La vida en el Planeta depende de una biosfera que garantice la diversidad de las especies, pero el progreso depende de la existencia, por encima de ella, de lo que he dado en llamar una tecnosfera que asegure la conversión del conocimiento científico en una red extensa de productos y procesos tecnológicos automatizados. Es lo que nos ha diferenciado de las hormigas, que siguen empotradas en su reducto biológico desde hace sesenta millones de años; es lo que ha permitido que en el Planeta sobrevivan siete mil millones de personas en lugar de unos centenares de miles. En las próximas décadas, no sólo se considerarán delitos los comportamientos resultantes de la insensibilidad y la violencia contra la biosfera y la diversidad de las especies, sino, quizá, también las actitudes de aquellas culturas dogmáticas que supongan un obstáculo insuperable para el desarrollo de la tecnosfera.
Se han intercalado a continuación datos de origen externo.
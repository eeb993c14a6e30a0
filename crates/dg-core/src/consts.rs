//! Generation defaults and fixed policy constants

/// World units per grid cell
pub const DEFAULT_CELL_SIZE: f32 = 1000.0;

/// Rooms requested per level
pub const DEFAULT_TARGET_CELLS: usize = 15;

/// Probability of a loop door between two adjacent rooms
pub const DEFAULT_EXTRA_DOOR_CHANCE: f32 = 0.3;

/// Locked fraction limits and default
pub const MIN_LOCKED_FRACTION: f32 = 0.2;
pub const MAX_LOCKED_FRACTION: f32 = 0.5;
pub const DEFAULT_LOCKED_FRACTION: f32 = 0.3;

/// The locked region is only carved once the level has this many rooms
pub const MIN_CELLS_FOR_LOCKED_AREA: usize = 5;

/// Smallest locked region that is ever targeted
pub const MIN_LOCKED_ROOMS: usize = 2;

/// Spawn budgets
pub const DEFAULT_ENEMY_BUDGET: u32 = 3;
pub const DEFAULT_TREASURE_BUDGET: u32 = 2;

/// Minimum hop depth for key and exit rooms
pub const DEFAULT_MIN_DEAD_END_DEPTH: u32 = 3;

/// Normalized depth cutoffs between pacing tiers
pub const DEFAULT_MID_TIER_CUTOFF: f32 = 0.3;
pub const DEFAULT_LATE_TIER_CUTOFF: f32 = 0.6;

/// Fraction of rooms (farthest first) eligible for loot
pub const DEFAULT_FAR_ROOM_FRACTION: f32 = 0.3;

/// Level progression policy
pub const DEFAULT_CELLS_PER_LEVEL: usize = 3;
pub const DEFAULT_ENEMIES_PER_ROOM: f32 = 0.3;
Un hormiguero «La vida sin tecnosfera

ser siempre la misma»

La defensa más lúcida de la capacidad de los homínidos para decidir en función de la cultura adquirida -al margen de cualquier automatismo- procede, inesperadamente, del filósofo y neurocientífico estadounidense Daniel Dennett, uno de los pensadores reduccionistas más originales de los últimos cincuenta años. Dennett, que ha superado no hace mucho un fallo cardiaco que lo dejó inconsciente durante largas horas -«él lo sabe todo de la conciencia», le dije a su mujer, «y nadie mejor que él para recuperarla»-, salva al libre albedrío por los pelos a costa de renunciar al supuesto valor absoluto y permanente del mismo.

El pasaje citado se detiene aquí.